◆ TASK DETAILS: Select and copy out every line in the records containing "IdNodeId".

◆ DATA TO EXAMINE:
**********

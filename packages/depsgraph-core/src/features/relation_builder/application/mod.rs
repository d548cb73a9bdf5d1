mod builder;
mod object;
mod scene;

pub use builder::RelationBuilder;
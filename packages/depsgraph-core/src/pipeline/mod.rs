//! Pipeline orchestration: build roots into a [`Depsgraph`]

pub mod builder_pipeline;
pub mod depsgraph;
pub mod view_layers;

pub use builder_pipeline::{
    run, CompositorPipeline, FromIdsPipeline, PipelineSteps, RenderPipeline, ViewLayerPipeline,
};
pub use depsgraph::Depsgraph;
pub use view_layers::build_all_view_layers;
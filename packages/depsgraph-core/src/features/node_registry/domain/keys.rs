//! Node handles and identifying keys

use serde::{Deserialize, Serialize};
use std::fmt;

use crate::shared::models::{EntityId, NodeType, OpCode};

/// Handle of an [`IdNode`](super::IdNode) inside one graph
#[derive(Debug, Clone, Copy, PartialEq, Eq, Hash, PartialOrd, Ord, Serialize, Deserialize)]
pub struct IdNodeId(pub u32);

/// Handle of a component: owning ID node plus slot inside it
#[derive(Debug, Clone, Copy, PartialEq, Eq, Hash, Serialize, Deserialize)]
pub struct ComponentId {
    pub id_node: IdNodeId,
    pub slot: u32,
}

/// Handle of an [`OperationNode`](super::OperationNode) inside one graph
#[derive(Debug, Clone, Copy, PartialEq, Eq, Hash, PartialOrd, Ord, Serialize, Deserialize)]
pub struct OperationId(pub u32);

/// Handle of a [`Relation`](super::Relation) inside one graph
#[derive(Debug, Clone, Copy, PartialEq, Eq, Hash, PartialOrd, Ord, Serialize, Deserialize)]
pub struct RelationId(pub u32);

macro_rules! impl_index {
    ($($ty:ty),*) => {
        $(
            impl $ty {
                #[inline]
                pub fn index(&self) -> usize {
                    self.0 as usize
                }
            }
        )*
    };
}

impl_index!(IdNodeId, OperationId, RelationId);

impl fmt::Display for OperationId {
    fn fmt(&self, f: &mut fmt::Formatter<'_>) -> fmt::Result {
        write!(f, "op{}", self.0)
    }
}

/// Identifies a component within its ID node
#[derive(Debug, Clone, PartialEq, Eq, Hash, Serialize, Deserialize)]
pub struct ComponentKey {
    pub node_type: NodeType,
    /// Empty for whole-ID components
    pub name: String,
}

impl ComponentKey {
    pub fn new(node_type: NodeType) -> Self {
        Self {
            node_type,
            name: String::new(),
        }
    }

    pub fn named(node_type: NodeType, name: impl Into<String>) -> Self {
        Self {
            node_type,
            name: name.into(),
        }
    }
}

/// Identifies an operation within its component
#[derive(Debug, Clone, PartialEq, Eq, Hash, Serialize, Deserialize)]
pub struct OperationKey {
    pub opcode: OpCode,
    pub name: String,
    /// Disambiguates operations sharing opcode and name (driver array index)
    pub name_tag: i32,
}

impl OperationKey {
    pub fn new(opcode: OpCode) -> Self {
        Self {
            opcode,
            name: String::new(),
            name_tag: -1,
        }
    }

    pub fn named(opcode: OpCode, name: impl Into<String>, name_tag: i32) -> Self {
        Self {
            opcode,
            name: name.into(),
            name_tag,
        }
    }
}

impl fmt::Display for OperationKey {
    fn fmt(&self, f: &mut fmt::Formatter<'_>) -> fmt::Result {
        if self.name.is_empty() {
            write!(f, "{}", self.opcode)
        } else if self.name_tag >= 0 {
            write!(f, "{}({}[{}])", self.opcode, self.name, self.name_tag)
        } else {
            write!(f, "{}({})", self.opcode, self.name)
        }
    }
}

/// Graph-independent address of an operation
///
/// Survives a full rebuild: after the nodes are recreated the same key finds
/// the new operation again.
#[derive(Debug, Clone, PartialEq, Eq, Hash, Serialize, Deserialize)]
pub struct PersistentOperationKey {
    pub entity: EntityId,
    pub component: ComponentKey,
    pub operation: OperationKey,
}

**********

◆ OUTPUT FOR THIS TASK:
pub struct IdNodeId(pub u32);
    pub id_node: IdNodeId,
impl_index!(IdNodeId, OperationId, RelationId);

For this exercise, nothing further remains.